:: Directions ::
Sort through the listing below and keep each line with the word "counter". Copy those.

:: Records for the task ::

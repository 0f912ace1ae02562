use std::sync::atomic::{AtomicU64, Ordering};
use std::sync::Arc;

use tokio::task::JoinHandle;
use tracing::{error, info, warn};

use crate::actor_framework::ResourceActor;
use crate::clients::{
    DemandClient, InventoryClient, MachineClient, PurchaseClient, PurchaseSettings, RestockClient, UserClient,
};
use crate::config::Config;
use crate::domain::{DemandRequest, Machine, Product, Transaction, User};
use crate::notifications::{DisabledPush, FcmPush, LiveFeed, NotificationDispatcher, NotificationService, PushGateway};
use crate::payment::{PaymentGateway, RazorpayGateway};

/// Sequential ids starting at 1, one sequence per store.
fn id_sequence() -> impl Fn() -> u64 + Send + Sync + 'static {
    let counter = Arc::new(AtomicU64::new(1));
    move || counter.fetch_add(1, Ordering::SeqCst)
}

/// The running backend: every store actor, the notification worker, and the
/// clients wired over them.
pub struct VendingSystem {
    pub inventory_client: InventoryClient,
    pub user_client: UserClient,
    pub machine_client: MachineClient,
    pub demand_client: DemandClient,
    pub purchase_client: PurchaseClient,
    pub restock_client: RestockClient,
    pub dispatcher: NotificationDispatcher,
    handles: Vec<JoinHandle<()>>,
}

impl VendingSystem {
    /// Starts the system with explicit gateways. Must be called inside a
    /// tokio runtime.
    pub fn new(config: &Config, payments: Arc<dyn PaymentGateway>, push: Arc<dyn PushGateway>) -> Self {
        let buffer = config.actor_buffer_size.max(1);

        let (user_actor, users) = ResourceActor::<User>::new("users", buffer, id_sequence());
        let (product_actor, products) = ResourceActor::<Product>::new("products", buffer, id_sequence());
        let (machine_actor, machines) = ResourceActor::<Machine>::new("machines", buffer, id_sequence());
        let (transaction_actor, transactions) =
            ResourceActor::<Transaction>::new("transactions", buffer, id_sequence());
        let (demand_actor, demands) = ResourceActor::<DemandRequest>::new("demands", buffer, id_sequence());

        let (notification_service, dispatcher) = NotificationService::new(
            config.notification_queue_size,
            push,
            config.push_timeout(),
            LiveFeed::new(config.live_feed_capacity),
        );

        let handles = vec![
            tokio::spawn(user_actor.run()),
            tokio::spawn(product_actor.run()),
            tokio::spawn(machine_actor.run()),
            tokio::spawn(transaction_actor.run()),
            tokio::spawn(demand_actor.run()),
            tokio::spawn(notification_service.run()),
        ];

        let user_client = UserClient::new(users);
        let machine_client = MachineClient::new(machines);
        let inventory_client = InventoryClient::new(products, transactions);
        let demand_client = DemandClient::new(demands, user_client.clone());
        let purchase_client = PurchaseClient::new(
            inventory_client.clone(),
            user_client.clone(),
            payments,
            dispatcher.clone(),
            PurchaseSettings::from(config),
        );
        let restock_client = RestockClient::new(inventory_client.clone(), demand_client.clone(), dispatcher.clone());

        info!(?config, "Vending system started");

        Self {
            inventory_client,
            user_client,
            machine_client,
            demand_client,
            purchase_client,
            restock_client,
            dispatcher,
            handles,
        }
    }

    /// Starts the system with the production gateways. Without an FCM key
    /// pushes are logged and dropped.
    pub fn from_config(config: &Config) -> Self {
        let payments: Arc<dyn PaymentGateway> = Arc::new(RazorpayGateway::new(
            config.razorpay_key_id.clone(),
            config.razorpay_key_secret.clone(),
            config.payment_currency.clone(),
        ));
        let push: Arc<dyn PushGateway> = match &config.fcm_server_key {
            Some(key) => Arc::new(FcmPush::new(key.clone())),
            None => {
                warn!("FCM_SERVER_KEY not set, push notifications disabled");
                Arc::new(DisabledPush)
            }
        };
        Self::new(config, payments, push)
    }

    #[cfg(test)]
    pub fn for_tests() -> Self {
        use crate::mock_framework::{RecordingPush, StubPaymentGateway};
        Self::new(
            &Config::default(),
            Arc::new(StubPaymentGateway::accepting()),
            Arc::new(RecordingPush::default()),
        )
    }

    /// Stops the notification worker, then closes every store by dropping
    /// the clients, and waits for all tasks to finish.
    pub async fn shutdown(self) -> Result<(), String> {
        info!("Shutting down system...");

        let Self {
            inventory_client,
            user_client,
            machine_client,
            demand_client,
            purchase_client,
            restock_client,
            dispatcher,
            handles,
        } = self;

        if let Err(e) = dispatcher.shutdown().await {
            warn!(error = %e, "Notification service already stopped");
        }

        drop(purchase_client);
        drop(restock_client);
        drop(demand_client);
        drop(inventory_client);
        drop(machine_client);
        drop(user_client);
        drop(dispatcher);

        for handle in handles {
            if let Err(e) = handle.await {
                error!("Actor task failed: {:?}", e);
                return Err(format!("Actor task failed: {:?}", e));
            }
        }

        info!("System shutdown complete.");
        Ok(())
    }
}
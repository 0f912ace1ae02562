use thiserror::Error;

use crate::actor_framework::FrameworkError;
use crate::domain::ProductId;

#[derive(Debug, Clone, Error, PartialEq)]
pub enum ProductError {
    #[error("Product not found: {0}")]
    NotFound(ProductId),
    #[error("Product out of stock: {0}")]
    OutOfStock(ProductId),
    #[error("Invalid quantity: {0}")]
    InvalidQuantity(u32),
    #[error("Product rejected: {0}")]
    Rejected(String),
    #[error("Actor communication error: {0}")]
    ActorCommunicationError(String),
}

impl ProductError {
    pub(crate) fn from_framework(id: ProductId, error: FrameworkError) -> Self {
        match error {
            FrameworkError::NotFound(_) => Self::NotFound(id),
            FrameworkError::Rejected(reason) => Self::Rejected(reason),
            other => Self::ActorCommunicationError(other.to_string()),
        }
    }
}

impl From<FrameworkError> for ProductError {
    fn from(error: FrameworkError) -> Self {
        match error {
            FrameworkError::Rejected(reason) => Self::Rejected(reason),
            other => Self::ActorCommunicationError(other.to_string()),
        }
    }
}
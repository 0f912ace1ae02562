use tracing::{debug, instrument};

use crate::actor_framework::ResourceClient;
use crate::domain::{User, UserCreate, UserId, UserPatch};
use crate::user_actor::UserError;

/// Client for the user directory.
#[derive(Clone)]
pub struct UserClient {
    inner: ResourceClient<User>,
}

impl_basic_client!(UserClient, User, UserError, fn get_user);

impl UserClient {
    /// # Errors
    /// [`UserError::AlreadyExists`] when the email is taken.
    #[instrument(skip(self, user), fields(user_email = %user.email))]
    pub async fn create_user(&self, user: UserCreate) -> Result<User, UserError> {
        debug!("Sending request");
        self.inner.create(user).await.map_err(UserError::from)
    }

    #[instrument(skip(self))]
    pub async fn find_by_email(&self, email: String) -> Result<Option<User>, UserError> {
        debug!("Sending request");
        let wanted = email.trim().to_lowercase();
        let mut found = self
            .inner
            .query(move |user: &User| user.email.trim().to_lowercase() == wanted)
            .await?;
        Ok(found.pop())
    }

    /// Registers or replaces the device push token. An empty token clears it.
    #[instrument(skip(self, token))]
    pub async fn update_fcm_token(&self, id: UserId, token: String) -> Result<User, UserError> {
        debug!("Sending request");
        let patch = UserPatch { fcm_token: token };
        self.inner
            .update(id, patch)
            .await
            .map_err(|e| UserError::from_framework(id, e))
    }
}
use chrono::{DateTime, Utc};

use super::{DemandId, MachineId, UserId};

/// "User X wants product named N at machine M."
///
/// Matched against products by name rather than id, so a demand survives the
/// product row being recreated.
#[derive(Debug, Clone, PartialEq)]
pub struct DemandRequest {
    pub id: DemandId,
    pub user_id: UserId,
    pub machine_id: MachineId,
    pub product_name: String,
    pub fulfilled: bool,
    pub created_at: DateTime<Utc>,
}

#[derive(Debug, Clone)]
pub struct DemandCreate {
    pub user_id: UserId,
    pub machine_id: MachineId,
    pub product_name: String,
}

impl DemandRequest {
    /// Exact, case-insensitive comparison after trimming whitespace.
    /// "Cola" does not match "Cola Zero".
    pub fn matches_name(&self, product_name: &str) -> bool {
        normalize_name(&self.product_name) == normalize_name(product_name)
    }
}

pub fn normalize_name(name: &str) -> String {
    name.trim().to_lowercase()
}
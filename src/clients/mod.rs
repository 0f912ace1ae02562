//! Typed handles over the store actors, plus the purchase and restock
//! orchestrators built on top of them.

#[macro_use]
mod macros;

pub mod demand_client;
pub mod inventory_client;
pub mod machine_client;
pub mod purchase_client;
pub mod restock_client;
pub mod user_client;

pub use demand_client::*;
pub use inventory_client::*;
pub use machine_client::*;
pub use purchase_client::*;
pub use restock_client::*;
pub use user_client::*;
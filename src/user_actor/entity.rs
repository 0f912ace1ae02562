use crate::actor_framework::Entity;
use crate::domain::{User, UserCreate, UserId, UserPatch};

impl Entity for User {
    type Id = UserId;
    type CreateParams = UserCreate;
    type Patch = UserPatch;
    type Action = ();
    type ActionResult = ();

    /// Creates a new User from creation parameters.
    ///
    /// # Notes
    /// Users start without a push token; the device registers one later
    /// through an update.
    fn from_create_params(id: UserId, params: UserCreate) -> Result<Self, String> {
        if params.email.trim().is_empty() {
            return Err("Email is required".to_string());
        }
        Ok(Self {
            id,
            name: params.name,
            email: params.email,
            password_hash: params.password_hash,
            fcm_token: None,
        })
    }

    /// Emails are unique, compared case-insensitively.
    fn unique_key(&self) -> Option<String> {
        Some(self.email.trim().to_lowercase())
    }

    /// Replaces the device push token. A blank token clears it.
    fn on_update(&mut self, patch: UserPatch) -> Result<(), String> {
        let token = patch.fcm_token;
        self.fcm_token = if token.trim().is_empty() { None } else { Some(token) };
        Ok(())
    }

    fn handle_action(&mut self, _action: ()) -> Result<(), String> {
        Ok(())
    }
}
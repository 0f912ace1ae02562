use super::UserId;

/// Represents a registered user in the system.
#[derive(Debug, Clone, PartialEq)]
pub struct User {
    pub id: UserId,
    pub name: String,
    pub email: String,
    /// Opaque credential hash produced by the account layer.
    pub password_hash: String,
    /// Device push token. `None` means no notification path exists.
    pub fcm_token: Option<String>,
}

/// Payload for creating a new user.
#[derive(Debug, Clone)]
pub struct UserCreate {
    pub name: String,
    pub email: String,
    pub password_hash: String,
}

/// Device token registration. Email is the unique identity and cannot be
/// patched; a blank token clears the current one.
#[derive(Debug, Clone)]
pub struct UserPatch {
    pub fcm_token: String,
}

impl User {
    /// Returns the push token when one is present and non-blank.
    pub fn notification_token(&self) -> Option<&str> {
        self.fcm_token
            .as_deref()
            .map(str::trim)
            .filter(|token| !token.is_empty())
    }
}
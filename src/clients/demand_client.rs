use std::collections::BTreeSet;

use tracing::{debug, info, instrument, warn};

use crate::actor_framework::ResourceClient;
use crate::clients::UserClient;
use crate::demand_actor::{DemandAction, DemandError};
use crate::domain::{DemandCreate, DemandRequest, MachineId, Product, UserId};

/// A user whose demand was just fulfilled and who can be reached by push.
#[derive(Debug, Clone, PartialEq, Eq, PartialOrd, Ord)]
pub struct NotifiableUser {
    pub user_id: UserId,
    pub token: String,
}

/// Client for the demand tracker.
#[derive(Clone)]
pub struct DemandClient {
    inner: ResourceClient<DemandRequest>,
    user_client: UserClient,
}

impl DemandClient {
    pub fn new(inner: ResourceClient<DemandRequest>, user_client: UserClient) -> Self {
        Self { inner, user_client }
    }

    /// Records a pending demand. Repeat requests are kept as separate rows.
    #[instrument(skip(self))]
    pub async fn record_demand(
        &self,
        user_id: UserId,
        machine_id: MachineId,
        product_name: String,
    ) -> Result<DemandRequest, DemandError> {
        debug!("Sending request");
        let demand = self
            .inner
            .create(DemandCreate {
                user_id,
                machine_id,
                product_name,
            })
            .await?;
        info!(demand_id = demand.id, "Demand recorded");
        Ok(demand)
    }

    #[instrument(skip(self))]
    pub async fn pending_demands(&self, machine_id: MachineId) -> Result<Vec<DemandRequest>, DemandError> {
        debug!("Sending request");
        self.inner
            .query(move |d: &DemandRequest| !d.fulfilled && d.machine_id == machine_id)
            .await
            .map_err(DemandError::from)
    }

    /// Fulfils every pending demand for `product` at its machine and returns
    /// the affected users that have a push token, one entry per user.
    ///
    /// A demand is claimed by exactly one caller: if two restocks race, the
    /// loser sees the demand already fulfilled and skips it.
    #[instrument(skip(self, product), fields(product_id = product.id, product_name = %product.name))]
    pub async fn resolve_demands_for(&self, product: &Product) -> Result<Vec<NotifiableUser>, DemandError> {
        let Some(machine_id) = product.machine_id else {
            debug!("Product not assigned to a machine, no demand to resolve");
            return Ok(Vec::new());
        };

        let name = product.name.clone();
        let pending = self
            .inner
            .query(move |d: &DemandRequest| !d.fulfilled && d.machine_id == machine_id && d.matches_name(&name))
            .await?;

        // Claimed demands stay fulfilled, so a failed claim skips only itself.
        let mut claimed = BTreeSet::new();
        for demand in pending {
            match self.inner.perform_action(demand.id, DemandAction::MarkFulfilled).await {
                Ok(true) => {
                    claimed.insert(demand.user_id);
                }
                Ok(false) => debug!(demand_id = demand.id, "Demand already fulfilled elsewhere"),
                Err(e) => warn!(demand_id = demand.id, error = %e, "Could not mark demand fulfilled, skipping"),
            }
        }
        info!(users = claimed.len(), "Demands fulfilled");

        let mut notifiable = Vec::new();
        for user_id in claimed {
            match self.user_client.get_user(user_id).await {
                Ok(Some(user)) => match user.notification_token() {
                    Some(token) => notifiable.push(NotifiableUser {
                        user_id,
                        token: token.to_string(),
                    }),
                    None => debug!(user_id, "User has no push token"),
                },
                Ok(None) => warn!(user_id, "Demand references unknown user"),
                Err(e) => warn!(user_id, error = %e, "User lookup failed"),
            }
        }

        Ok(notifiable)
    }
}
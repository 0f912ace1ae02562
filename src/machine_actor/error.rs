use thiserror::Error;

use crate::actor_framework::FrameworkError;

#[derive(Debug, Clone, Error, PartialEq)]
pub enum MachineError {
    #[error("No machines found")]
    NoMachinesFound,
    #[error("Machine rejected: {0}")]
    Rejected(String),
    #[error("Actor communication error: {0}")]
    ActorCommunicationError(String),
}

impl From<FrameworkError> for MachineError {
    fn from(error: FrameworkError) -> Self {
        match error {
            FrameworkError::Rejected(reason) => Self::Rejected(reason),
            other => Self::ActorCommunicationError(other.to_string()),
        }
    }
}
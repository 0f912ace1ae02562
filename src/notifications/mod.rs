//! Fire-and-forget side channels: device push and live dashboard broadcast.

pub mod dispatcher;
pub mod live_feed;
pub mod push;

pub use dispatcher::*;
pub use live_feed::*;
pub use push::*;
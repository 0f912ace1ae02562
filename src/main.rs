use smart_vending::domain::{MachineCreate, ProductCreate, UserCreate};
use smart_vending::{setup_tracing, Config, VendingSystem};
use tracing::{error, info, Instrument};

#[tokio::main]
async fn main() -> Result<(), String> {
    // Setup tracing once for the entire application
    setup_tracing();

    let config = Config::from_env();
    info!("Starting vending backend demo");

    let system = VendingSystem::from_config(&config);

    let machine = system
        .machine_client
        .create_machine(MachineCreate::new("Library Lobby", "North Campus", 12.9716, 77.5946))
        .await
        .map_err(|e| e.to_string())?;
    info!(machine_id = machine.id, "Machine registered");

    let user = system
        .user_client
        .create_user(UserCreate {
            name: "Alice".into(),
            email: "alice@example.com".into(),
            password_hash: "$argon2id$demo".into(),
        })
        .await
        .map_err(|e| e.to_string())?;
    system
        .user_client
        .update_fcm_token(user.id, "demo-device-token".into())
        .await
        .map_err(|e| e.to_string())?;
    info!(user_id = user.id, "User registered");

    let product = system
        .inventory_client
        .create_product(ProductCreate::new("Soda", 20.0, 1, Some(machine.id)))
        .await
        .map_err(|e| e.to_string())?;
    info!(product_id = product.id, stock = product.stock, "Product stocked");

    let mut feed = system.dispatcher.subscribe();

    // The machine sells its last can while offline, then syncs
    let span = tracing::info_span!("offline_sync");
    async {
        match system.purchase_client.sync_offline_sale(product.id).await {
            Ok(updated) => info!(stock = updated.stock, "Offline sale applied"),
            Err(e) => error!(error = %e, "Offline sale rejected"),
        }
    }
    .instrument(span)
    .await;

    if let Some(event) = feed.try_next() {
        match event.to_json() {
            Ok(json) => info!(%json, "Live feed event"),
            Err(e) => error!(error = %e, "Could not encode live feed event"),
        }
    }

    // Alice asks for more, then the vendor restocks
    system
        .demand_client
        .record_demand(user.id, machine.id, "soda".into())
        .await
        .map_err(|e| e.to_string())?;

    let span = tracing::info_span!("restock");
    let restock = async { system.restock_client.restock(product.id, 12).await }
        .instrument(span)
        .await;
    match restock {
        Ok(outcome) => info!(
            stock = outcome.product.stock,
            notified_users = outcome.notified_users,
            "Restock processed"
        ),
        Err(e) => error!(error = %e, "Restock failed"),
    }

    match system.machine_client.nearest_machine(12.9720, 77.5950).await {
        Ok(found) => info!(machine = %found.machine.name, distance_km = found.distance_km, "Nearest machine"),
        Err(e) => error!(error = %e, "Machine lookup failed"),
    }

    drop(feed);
    system.shutdown().await?;

    info!("Demo completed successfully");
    Ok(())
}
//! Payment gateway seam.
//!
//! The orchestrators only need three capabilities from a gateway: open an
//! order for an amount, check a client-supplied payment proof, and refund a
//! captured payment. [`RazorpayGateway`] is the production implementation.

mod razorpay;

pub use razorpay::RazorpayGateway;

use async_trait::async_trait;
use serde::{Deserialize, Serialize};
use thiserror::Error;

/// Order opened with the gateway. `amount` is in minor units (paise, cents).
#[derive(Debug, Clone, PartialEq, Serialize, Deserialize)]
pub struct PaymentOrder {
    pub id: String,
    pub amount: i64,
    pub currency: String,
}

/// What the checkout widget hands back after the buyer pays.
#[derive(Debug, Clone, PartialEq, Serialize, Deserialize)]
pub struct PaymentProof {
    pub order_id: String,
    pub payment_id: String,
    pub signature: String,
}

#[derive(Debug, Error)]
pub enum PaymentError {
    #[error("Invalid amount: {0}")]
    InvalidAmount(f64),
    #[error("Malformed signature: {0}")]
    MalformedSignature(String),
    #[error("Payment gateway request failed: {0}")]
    Request(#[from] reqwest::Error),
}

#[async_trait]
pub trait PaymentGateway: Send + Sync {
    /// Opens an order for `amount` major currency units.
    async fn create_order(&self, amount: f64) -> Result<PaymentOrder, PaymentError>;

    /// `Ok(false)` means the proof is well-formed but does not verify.
    async fn verify_payment(&self, proof: &PaymentProof) -> Result<bool, PaymentError>;

    async fn refund(&self, payment_id: &str) -> Result<(), PaymentError>;
}

/// Converts major units to the integer minor units gateways expect.
pub fn to_minor_units(amount: f64) -> Result<i64, PaymentError> {
    if !amount.is_finite() || amount <= 0.0 {
        return Err(PaymentError::InvalidAmount(amount));
    }
    Ok((amount * 100.0).round() as i64)
}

:: Response to this task ::
    let counter = Arc::new(AtomicU64::new(1));
    move || counter.fetch_add(1, Ordering::SeqCst)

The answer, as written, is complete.